* **What to produce**
Go line by line through the entries and show those that hold the string "fortnight".

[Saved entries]
※ ※ ※
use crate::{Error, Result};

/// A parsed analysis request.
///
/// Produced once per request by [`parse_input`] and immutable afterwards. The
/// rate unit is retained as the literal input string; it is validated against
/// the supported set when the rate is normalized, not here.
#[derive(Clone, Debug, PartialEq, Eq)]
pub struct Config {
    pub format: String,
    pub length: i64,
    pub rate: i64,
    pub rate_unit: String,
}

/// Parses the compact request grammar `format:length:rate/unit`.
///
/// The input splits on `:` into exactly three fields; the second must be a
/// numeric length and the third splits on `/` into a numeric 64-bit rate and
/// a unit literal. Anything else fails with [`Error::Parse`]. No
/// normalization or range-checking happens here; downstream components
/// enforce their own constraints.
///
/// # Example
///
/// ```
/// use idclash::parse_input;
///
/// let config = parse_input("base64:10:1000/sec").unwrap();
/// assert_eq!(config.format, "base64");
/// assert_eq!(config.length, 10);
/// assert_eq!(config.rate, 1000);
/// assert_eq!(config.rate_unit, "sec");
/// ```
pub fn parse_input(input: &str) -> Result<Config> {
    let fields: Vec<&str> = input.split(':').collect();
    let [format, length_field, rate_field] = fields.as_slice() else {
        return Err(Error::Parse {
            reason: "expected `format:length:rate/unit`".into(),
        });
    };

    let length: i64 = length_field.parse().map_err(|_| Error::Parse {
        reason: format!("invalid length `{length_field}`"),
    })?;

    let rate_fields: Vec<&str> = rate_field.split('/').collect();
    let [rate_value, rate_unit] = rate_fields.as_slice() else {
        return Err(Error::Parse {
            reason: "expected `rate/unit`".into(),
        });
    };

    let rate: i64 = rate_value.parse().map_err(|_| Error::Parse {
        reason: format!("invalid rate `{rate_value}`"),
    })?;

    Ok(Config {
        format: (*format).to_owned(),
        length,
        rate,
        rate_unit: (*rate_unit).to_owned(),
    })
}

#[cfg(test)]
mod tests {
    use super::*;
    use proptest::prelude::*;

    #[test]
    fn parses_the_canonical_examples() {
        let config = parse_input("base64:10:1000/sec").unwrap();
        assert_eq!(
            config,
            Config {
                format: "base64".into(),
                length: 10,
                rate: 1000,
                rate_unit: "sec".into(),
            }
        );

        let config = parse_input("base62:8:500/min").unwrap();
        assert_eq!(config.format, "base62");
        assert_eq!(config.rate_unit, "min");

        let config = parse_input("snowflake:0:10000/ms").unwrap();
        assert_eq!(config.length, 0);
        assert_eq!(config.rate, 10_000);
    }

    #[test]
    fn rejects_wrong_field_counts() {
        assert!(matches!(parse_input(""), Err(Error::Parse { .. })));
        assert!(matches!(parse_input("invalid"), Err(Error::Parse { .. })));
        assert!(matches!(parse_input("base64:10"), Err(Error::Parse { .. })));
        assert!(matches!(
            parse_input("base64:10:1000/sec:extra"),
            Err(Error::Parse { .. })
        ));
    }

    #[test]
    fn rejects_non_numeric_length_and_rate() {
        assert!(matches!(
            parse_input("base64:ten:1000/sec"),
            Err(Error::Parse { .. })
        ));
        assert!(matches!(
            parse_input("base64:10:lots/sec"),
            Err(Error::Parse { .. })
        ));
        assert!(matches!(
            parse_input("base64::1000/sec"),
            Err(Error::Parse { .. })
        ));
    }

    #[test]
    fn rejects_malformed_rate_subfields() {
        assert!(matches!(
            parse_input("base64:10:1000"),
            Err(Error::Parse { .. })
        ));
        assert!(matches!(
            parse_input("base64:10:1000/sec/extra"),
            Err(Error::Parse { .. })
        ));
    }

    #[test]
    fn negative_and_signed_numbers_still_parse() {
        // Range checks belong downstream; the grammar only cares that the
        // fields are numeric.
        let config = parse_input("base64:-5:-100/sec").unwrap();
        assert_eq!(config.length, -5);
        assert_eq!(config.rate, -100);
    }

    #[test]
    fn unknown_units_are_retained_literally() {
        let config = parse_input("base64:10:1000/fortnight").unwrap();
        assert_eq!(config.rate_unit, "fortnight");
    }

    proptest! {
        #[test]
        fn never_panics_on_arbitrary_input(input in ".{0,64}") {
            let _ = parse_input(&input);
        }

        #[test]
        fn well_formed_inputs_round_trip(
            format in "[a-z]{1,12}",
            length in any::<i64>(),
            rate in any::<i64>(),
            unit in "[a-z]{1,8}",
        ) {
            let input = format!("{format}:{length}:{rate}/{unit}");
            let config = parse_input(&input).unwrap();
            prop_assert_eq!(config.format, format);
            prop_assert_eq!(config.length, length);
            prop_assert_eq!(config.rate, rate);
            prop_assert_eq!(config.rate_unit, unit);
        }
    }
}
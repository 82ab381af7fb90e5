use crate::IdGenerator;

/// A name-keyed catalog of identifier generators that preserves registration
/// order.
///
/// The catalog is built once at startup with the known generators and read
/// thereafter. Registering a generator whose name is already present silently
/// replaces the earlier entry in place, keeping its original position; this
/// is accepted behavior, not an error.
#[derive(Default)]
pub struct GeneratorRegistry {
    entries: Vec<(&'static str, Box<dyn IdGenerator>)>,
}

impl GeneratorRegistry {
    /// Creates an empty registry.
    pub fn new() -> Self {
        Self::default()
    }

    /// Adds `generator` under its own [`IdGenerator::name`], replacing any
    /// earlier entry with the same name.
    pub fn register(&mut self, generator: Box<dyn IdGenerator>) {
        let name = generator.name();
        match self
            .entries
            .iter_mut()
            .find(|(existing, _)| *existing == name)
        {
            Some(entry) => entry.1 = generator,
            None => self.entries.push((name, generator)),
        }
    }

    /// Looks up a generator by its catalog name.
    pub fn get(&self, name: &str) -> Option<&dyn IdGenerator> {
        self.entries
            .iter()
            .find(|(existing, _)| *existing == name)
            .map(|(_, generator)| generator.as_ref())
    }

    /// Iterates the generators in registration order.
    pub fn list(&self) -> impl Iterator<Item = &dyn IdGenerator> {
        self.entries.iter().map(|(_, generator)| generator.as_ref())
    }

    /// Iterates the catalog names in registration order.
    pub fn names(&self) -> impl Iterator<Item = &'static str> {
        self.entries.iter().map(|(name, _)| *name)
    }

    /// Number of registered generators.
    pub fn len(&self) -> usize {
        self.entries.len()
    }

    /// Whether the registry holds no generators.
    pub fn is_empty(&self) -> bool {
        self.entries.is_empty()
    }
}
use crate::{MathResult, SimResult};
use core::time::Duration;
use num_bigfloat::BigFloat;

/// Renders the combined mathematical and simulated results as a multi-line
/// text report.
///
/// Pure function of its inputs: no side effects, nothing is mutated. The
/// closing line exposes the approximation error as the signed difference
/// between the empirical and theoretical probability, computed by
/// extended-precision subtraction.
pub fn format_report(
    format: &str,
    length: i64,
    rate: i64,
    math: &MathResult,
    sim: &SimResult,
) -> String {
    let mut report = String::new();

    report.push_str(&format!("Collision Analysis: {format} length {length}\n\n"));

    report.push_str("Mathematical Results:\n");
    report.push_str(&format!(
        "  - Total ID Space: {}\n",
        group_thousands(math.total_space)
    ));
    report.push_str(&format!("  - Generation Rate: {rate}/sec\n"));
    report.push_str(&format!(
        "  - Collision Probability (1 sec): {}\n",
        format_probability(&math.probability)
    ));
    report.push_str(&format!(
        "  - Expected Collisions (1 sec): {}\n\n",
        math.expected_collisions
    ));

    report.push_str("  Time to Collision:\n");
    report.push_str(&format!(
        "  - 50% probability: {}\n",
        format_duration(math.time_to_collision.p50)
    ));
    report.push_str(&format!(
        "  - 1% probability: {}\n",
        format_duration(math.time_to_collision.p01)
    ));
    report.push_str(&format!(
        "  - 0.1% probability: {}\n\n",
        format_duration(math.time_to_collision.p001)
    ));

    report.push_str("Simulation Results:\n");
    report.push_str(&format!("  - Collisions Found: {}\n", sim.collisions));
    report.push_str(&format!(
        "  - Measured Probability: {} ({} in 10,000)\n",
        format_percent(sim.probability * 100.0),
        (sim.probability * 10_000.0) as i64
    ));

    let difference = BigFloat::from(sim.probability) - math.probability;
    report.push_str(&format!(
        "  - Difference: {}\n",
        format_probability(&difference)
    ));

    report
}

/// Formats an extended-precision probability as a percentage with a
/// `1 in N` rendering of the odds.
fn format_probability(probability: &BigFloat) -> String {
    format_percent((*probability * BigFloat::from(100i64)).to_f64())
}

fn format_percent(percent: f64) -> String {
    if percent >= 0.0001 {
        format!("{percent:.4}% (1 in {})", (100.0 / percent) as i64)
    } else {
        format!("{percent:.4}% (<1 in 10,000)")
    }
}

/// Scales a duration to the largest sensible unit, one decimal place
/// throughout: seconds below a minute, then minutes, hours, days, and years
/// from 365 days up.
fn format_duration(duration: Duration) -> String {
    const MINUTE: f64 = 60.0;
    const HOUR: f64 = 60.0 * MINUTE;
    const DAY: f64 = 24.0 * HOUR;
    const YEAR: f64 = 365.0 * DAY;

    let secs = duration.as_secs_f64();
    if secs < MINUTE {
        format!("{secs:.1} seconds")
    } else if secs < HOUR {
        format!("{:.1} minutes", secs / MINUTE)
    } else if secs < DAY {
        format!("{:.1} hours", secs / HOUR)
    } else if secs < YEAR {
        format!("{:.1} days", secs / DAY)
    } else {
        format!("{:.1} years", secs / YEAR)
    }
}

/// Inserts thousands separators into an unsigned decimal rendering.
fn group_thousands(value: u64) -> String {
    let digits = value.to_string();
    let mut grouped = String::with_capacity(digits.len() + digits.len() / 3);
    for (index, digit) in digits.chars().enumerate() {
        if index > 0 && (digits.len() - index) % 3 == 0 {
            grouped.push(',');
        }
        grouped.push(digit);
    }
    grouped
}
※ ※ ※
* **Completed exercise**
        let config = parse_input("base64:10:1000/fortnight").unwrap();
        assert_eq!(config.rate_unit, "fortnight");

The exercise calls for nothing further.